Problem to solve
All lines from the one containing "let digest = mac.finalize().into_bytes();" down to the one containing "let code = binary % 10u32.pow(DIGITS);", both ends included, are to be given again exactly; omit the rest of the listing below.

Record extracts

= Beginning of Section =

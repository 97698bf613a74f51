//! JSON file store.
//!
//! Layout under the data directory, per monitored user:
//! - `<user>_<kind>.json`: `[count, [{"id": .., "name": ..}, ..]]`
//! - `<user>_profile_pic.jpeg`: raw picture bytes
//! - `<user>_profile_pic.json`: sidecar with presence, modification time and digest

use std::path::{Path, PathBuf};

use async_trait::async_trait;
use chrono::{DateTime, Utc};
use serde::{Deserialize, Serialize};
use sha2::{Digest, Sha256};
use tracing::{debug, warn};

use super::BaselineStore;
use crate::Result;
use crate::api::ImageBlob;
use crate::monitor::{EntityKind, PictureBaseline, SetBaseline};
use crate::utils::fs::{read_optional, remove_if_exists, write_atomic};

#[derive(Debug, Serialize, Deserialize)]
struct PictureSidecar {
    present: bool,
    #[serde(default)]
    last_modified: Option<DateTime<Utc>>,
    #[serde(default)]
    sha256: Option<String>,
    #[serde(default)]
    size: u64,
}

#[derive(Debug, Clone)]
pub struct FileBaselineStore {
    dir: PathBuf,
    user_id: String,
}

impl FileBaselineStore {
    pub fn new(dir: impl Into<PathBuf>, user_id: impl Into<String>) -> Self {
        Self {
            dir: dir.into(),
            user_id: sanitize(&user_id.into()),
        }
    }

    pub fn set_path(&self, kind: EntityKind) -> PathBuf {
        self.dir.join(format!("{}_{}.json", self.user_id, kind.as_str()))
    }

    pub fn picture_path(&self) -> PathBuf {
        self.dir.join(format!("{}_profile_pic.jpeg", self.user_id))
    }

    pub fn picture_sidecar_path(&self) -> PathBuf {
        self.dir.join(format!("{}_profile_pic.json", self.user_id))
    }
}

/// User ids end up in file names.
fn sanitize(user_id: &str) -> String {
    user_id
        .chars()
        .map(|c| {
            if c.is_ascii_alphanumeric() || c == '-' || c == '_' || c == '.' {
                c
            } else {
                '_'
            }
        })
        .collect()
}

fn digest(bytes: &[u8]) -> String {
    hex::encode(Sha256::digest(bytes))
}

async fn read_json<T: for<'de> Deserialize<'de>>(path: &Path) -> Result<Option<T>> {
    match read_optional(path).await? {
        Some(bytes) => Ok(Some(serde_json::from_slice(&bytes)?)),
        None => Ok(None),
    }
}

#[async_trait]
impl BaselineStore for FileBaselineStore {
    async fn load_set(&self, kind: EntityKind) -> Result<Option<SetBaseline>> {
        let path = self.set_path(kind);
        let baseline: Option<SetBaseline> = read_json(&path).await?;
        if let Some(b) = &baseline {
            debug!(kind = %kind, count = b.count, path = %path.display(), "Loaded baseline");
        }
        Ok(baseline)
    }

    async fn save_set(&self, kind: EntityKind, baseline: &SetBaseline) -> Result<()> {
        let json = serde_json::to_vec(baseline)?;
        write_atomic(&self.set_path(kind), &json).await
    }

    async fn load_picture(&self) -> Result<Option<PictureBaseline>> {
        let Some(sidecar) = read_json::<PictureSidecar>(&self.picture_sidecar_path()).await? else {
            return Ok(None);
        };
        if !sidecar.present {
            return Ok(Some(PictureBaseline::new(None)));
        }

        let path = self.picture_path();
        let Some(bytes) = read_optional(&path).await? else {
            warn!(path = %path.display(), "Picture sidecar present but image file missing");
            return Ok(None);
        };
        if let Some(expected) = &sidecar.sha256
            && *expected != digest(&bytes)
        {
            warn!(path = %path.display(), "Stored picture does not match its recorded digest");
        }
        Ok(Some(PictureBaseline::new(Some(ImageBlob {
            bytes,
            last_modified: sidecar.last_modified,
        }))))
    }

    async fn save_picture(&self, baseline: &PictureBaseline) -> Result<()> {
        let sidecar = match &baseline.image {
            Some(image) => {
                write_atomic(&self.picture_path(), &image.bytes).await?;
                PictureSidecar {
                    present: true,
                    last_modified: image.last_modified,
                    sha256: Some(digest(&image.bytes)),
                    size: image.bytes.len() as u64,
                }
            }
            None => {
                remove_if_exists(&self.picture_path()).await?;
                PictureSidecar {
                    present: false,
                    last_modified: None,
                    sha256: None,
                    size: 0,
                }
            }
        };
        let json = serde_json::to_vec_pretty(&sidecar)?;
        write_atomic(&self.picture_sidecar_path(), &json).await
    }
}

= End of Section =
= Beginning of Section =

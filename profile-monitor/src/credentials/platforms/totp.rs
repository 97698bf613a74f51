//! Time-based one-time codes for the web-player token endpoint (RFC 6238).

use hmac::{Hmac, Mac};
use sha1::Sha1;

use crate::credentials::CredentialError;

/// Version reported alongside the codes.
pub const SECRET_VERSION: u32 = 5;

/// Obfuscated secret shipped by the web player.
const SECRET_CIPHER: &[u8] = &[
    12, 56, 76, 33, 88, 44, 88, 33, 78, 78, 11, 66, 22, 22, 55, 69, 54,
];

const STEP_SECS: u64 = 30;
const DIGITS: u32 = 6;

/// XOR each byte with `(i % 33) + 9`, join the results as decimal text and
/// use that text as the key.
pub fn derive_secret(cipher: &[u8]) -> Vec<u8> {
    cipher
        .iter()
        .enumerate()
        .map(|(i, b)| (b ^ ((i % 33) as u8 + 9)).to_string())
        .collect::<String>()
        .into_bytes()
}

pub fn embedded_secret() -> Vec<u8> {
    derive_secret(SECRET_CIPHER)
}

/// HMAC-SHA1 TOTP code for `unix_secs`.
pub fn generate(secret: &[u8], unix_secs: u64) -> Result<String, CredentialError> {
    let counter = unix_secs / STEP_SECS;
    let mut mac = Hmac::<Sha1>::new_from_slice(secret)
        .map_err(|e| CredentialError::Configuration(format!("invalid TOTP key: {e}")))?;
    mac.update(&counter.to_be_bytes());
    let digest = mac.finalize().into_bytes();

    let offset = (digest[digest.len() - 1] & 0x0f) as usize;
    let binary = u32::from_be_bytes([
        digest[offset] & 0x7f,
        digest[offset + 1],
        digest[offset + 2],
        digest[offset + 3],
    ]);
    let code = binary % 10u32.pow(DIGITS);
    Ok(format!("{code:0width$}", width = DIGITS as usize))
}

= End of Section =

Solution to the exercise
    let digest = mac.finalize().into_bytes();

    let offset = (digest[digest.len() - 1] & 0x0f) as usize;
    let binary = u32::from_be_bytes([
        digest[offset] & 0x7f,
        digest[offset + 1],
        digest[offset + 2],
        digest[offset + 3],
    ]);
    let code = binary % 10u32.pow(DIGITS);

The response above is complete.